Will seasonally dry tropical forests be sensitive or resistant to future changes in rainfall regimes?

In SDTF, species are distributed along a continuum of functional strategies from dense-wooded, evergreen species at one extreme to light-wooded, deciduous species at the other (Eamus 1999, Singh and Kushwaha 2005, Mendez-Alonso et al 2012). Species with high wood density have more cell wall material, low storage capacity in stems and narrow vessels, limiting hydraulic efficiency but increased resistance to drought-induced cavitation (Hacke et al 2001). These species may further resist drought by tapping subsoil water reserves with deep roots (Borchert 1994). By contrast, light-wooded species are less able to withstand xylem cavitation and are more susceptible to hydraulic failure. As a result, these species feature additional strategies to cope with drought such as high sapwood water storage, wide and conductively efficient vessels, and short-lived leaves (Ackerly 2003, Brodribb et al 2003, Meinzer et al 2008, Méndez-Alonzo et al 2012). Despite these broad generalizations, traits such as wood density do not necessarily predict leaf phenology or function at the community scale (Powers and Tiffin 2010), and there is still much to be learned about the variety of mechanisms through which species avoid, tolerate, or escape drought (Delzon 2015). Recently developed high through-put methods including osmometers to quantify turgor loss point and scanners to quantify leaf embolism are useful for identifying the potential drought response of large numbers of species in highly diverse tropical forests (Bartlett et al 2012, Delzon 2015, Maréchaux et al 2015, Brodribb et al 2016).

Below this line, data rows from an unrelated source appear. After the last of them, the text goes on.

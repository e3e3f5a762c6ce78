//! Application state shared across handlers.

use std::sync::Arc;

use unique_cctv_core::RoutePolicy;

use crate::backend::BackendClient;
use crate::config::SiteConfig;

/// Application state shared across all handlers.
///
/// Cheaply cloneable via `Arc`; provides access to configuration, the
/// backend client, and the route authorization table.
#[derive(Clone)]
pub struct AppState {
    inner: Arc<AppStateInner>,
}

struct AppStateInner {
    config: SiteConfig,
    backend: BackendClient,
    policy: RoutePolicy,
}

impl AppState {
    /// Create a new application state.
    #[must_use]
    pub fn new(config: SiteConfig) -> Self {
        let backend = BackendClient::new(&config);

        Self {
            inner: Arc::new(AppStateInner {
                config,
                backend,
                policy: RoutePolicy,
            }),
        }
    }

    /// Get a reference to the site configuration.
    #[must_use]
    pub fn config(&self) -> &SiteConfig {
        &self.inner.config
    }

    /// Get a reference to the backend REST client.
    #[must_use]
    pub fn backend(&self) -> &BackendClient {
        &self.inner.backend
    }

    /// Get the route authorization table.
    #[must_use]
    pub fn policy(&self) -> RoutePolicy {
        self.inner.policy
    }
}
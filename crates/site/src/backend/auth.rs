//! Auth endpoints: credential exchange and registration.
//!
//! These are the only calls that return a bearer token. They run on the
//! public path: a 401 here is a bad credential, not a stale session, so
//! it surfaces as an inline message instead of tearing anything down.

use serde::Serialize;

use super::types::{AuthResponse, RegisterInput};
use super::{BackendClient, BackendError};

#[derive(Debug, Serialize)]
struct LoginRequest<'a> {
    email: &'a str,
    password: &'a str,
}

impl BackendClient {
    /// Exchange credentials for a token and profile.
    ///
    /// # Errors
    ///
    /// Returns [`BackendError::Api`] with the backend's `message` for bad
    /// credentials, or [`BackendError::Network`] when no response arrives.
    pub async fn login(&self, email: &str, password: &str) -> Result<AuthResponse, BackendError> {
        self.post_public("/auth/login", &LoginRequest { email, password })
            .await
    }

    /// Register a new account. The response is an implicit login.
    ///
    /// # Errors
    ///
    /// Same contract as [`BackendClient::login`].
    pub async fn register(&self, input: &RegisterInput) -> Result<AuthResponse, BackendError> {
        self.post_public("/auth/register", input).await
    }
}
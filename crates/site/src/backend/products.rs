//! Product catalog endpoints.
//!
//! Reads are public; writes require an admin token.

use reqwest::Method;

use unique_cctv_core::ProductId;

use super::types::{Product, ProductInput};
use super::{BackendClient, BackendError};

impl BackendClient {
    /// List the whole catalog.
    pub async fn list_products(&self) -> Result<Vec<Product>, BackendError> {
        self.get_public("/products").await
    }

    /// Fetch one product.
    pub async fn get_product(&self, id: &ProductId) -> Result<Product, BackendError> {
        self.get_public(&format!("/products/{id}")).await
    }

    /// List products in a category.
    pub async fn products_by_category(&self, category: &str) -> Result<Vec<Product>, BackendError> {
        self.get_public(&format!(
            "/products/category/{}",
            urlencoding::encode(category)
        ))
        .await
    }

    /// Keyword search over the catalog.
    pub async fn search_products(&self, keyword: &str) -> Result<Vec<Product>, BackendError> {
        self.get_public(&format!(
            "/products/search?keyword={}",
            urlencoding::encode(keyword)
        ))
        .await
    }

    /// List the known category names.
    pub async fn product_categories(&self) -> Result<Vec<String>, BackendError> {
        self.get_public("/products/categories").await
    }

    /// Create a product (admin).
    pub async fn create_product(
        &self,
        token: &str,
        input: &ProductInput,
    ) -> Result<Product, BackendError> {
        self.send_authed(Method::POST, "/products", token, Some(input))
            .await
    }

    /// Update a product (admin).
    pub async fn update_product(
        &self,
        token: &str,
        id: &ProductId,
        input: &ProductInput,
    ) -> Result<Product, BackendError> {
        self.send_authed(Method::PUT, &format!("/products/{id}"), token, Some(input))
            .await
    }

    /// Delete a product (admin).
    pub async fn delete_product(&self, token: &str, id: &ProductId) -> Result<(), BackendError> {
        self.delete_authed(&format!("/products/{id}"), token).await
    }
}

Many hydraulic traits are associated with drought tolerance or avoidance strategies. Leaf water potential at turgor loss point (π_tlp) which is related to maintenance of cell turgor in leaves (Tyree and Jarvis 1982), and 50% loss of conductivity (Ψ₅₀) which relates to cavitation resistance (Choat et al 2012), are useful traits for predicting species drought responses (Baltzer et al 2008, Kursar et al 2009). Species growing in dry environments have low π_tlp (Bartlett et al 2012) and Ψ₅₀ (Maherali et al 2004, Choat et al 2012), enabling them to maintain stomatal and hydraulic conductance and photosynthetic gas exchange at low soil water potentials (Sack et al 2003, Baltzer et al 2008, Kursar et al 2009). However, the narrow safety margins of SDTF species (Ψ min–Ψ₅₀, <1 MPa, Choat et al 2012) indicate high vulnerability to drought (Choat et al 2012) and therefore future climatic scenarios with reduced rainfall may significantly impact productivity and carbon balance. Moreover, trait-dependent strategies for dealing with water limitation in SDTF may also interact with other environmental or abiotic variables. For example, shade tolerance is an important resource axis determining cavitation resistance and drought tolerance, with shade-intolerant species more vulnerable to cavitation (Markesteijn et al 2011).

Increased inter-annual rainfall variability, greater intervals between extremely wet and dry years, and particularly a decline in rainfall predicted for SDTF could influence the relative performance of species with different leaf habits and trait strategies. Decadal declines and/or increased precipitation variability may favor deciduous species (Givnish 2002, Enquist and Enquist 2011) because these species will have shorter periods of time to function without compromising their hydraulic pathway and will probably modify phenological patterns. However, predicting phenological responses requires an understanding of the relationship between phenology and traits such as stem storage capacity (Borchert 1994, Mendez-Alonzo et al 2013) and leaf age (Borchert et al 2002). In scenarios where drought is not intense enough to cause hydraulic failure but is prolonged, species with stomatal closure (isohydric) could reduce carbon uptake, resulting in carbon starvation and reduced investment in defense, and hence increased mortality by biotic agents (McDowell et al 2008, but see Sala et al 2010). Moreover, drought may affect biotic interactions between plants and other taxa (e.g. pollination, seed dispersal, frugivory, seed predation, herbivory, and soil microbes), such that climate change effects on plants ramify to other trophic levels (Parmesan and Hanley 2015). There is great potential to use remote sensing to quantify deciduousness and leaf phenology of SDTF canopies across large geographic scales and over time in relation to various climatic drivers (Cuba et al 2013). For example, Cuba et al (2013) showed that deciduousness of forest canopies in the Yucatán peninsula correlate more strongly with temperature than rainfall.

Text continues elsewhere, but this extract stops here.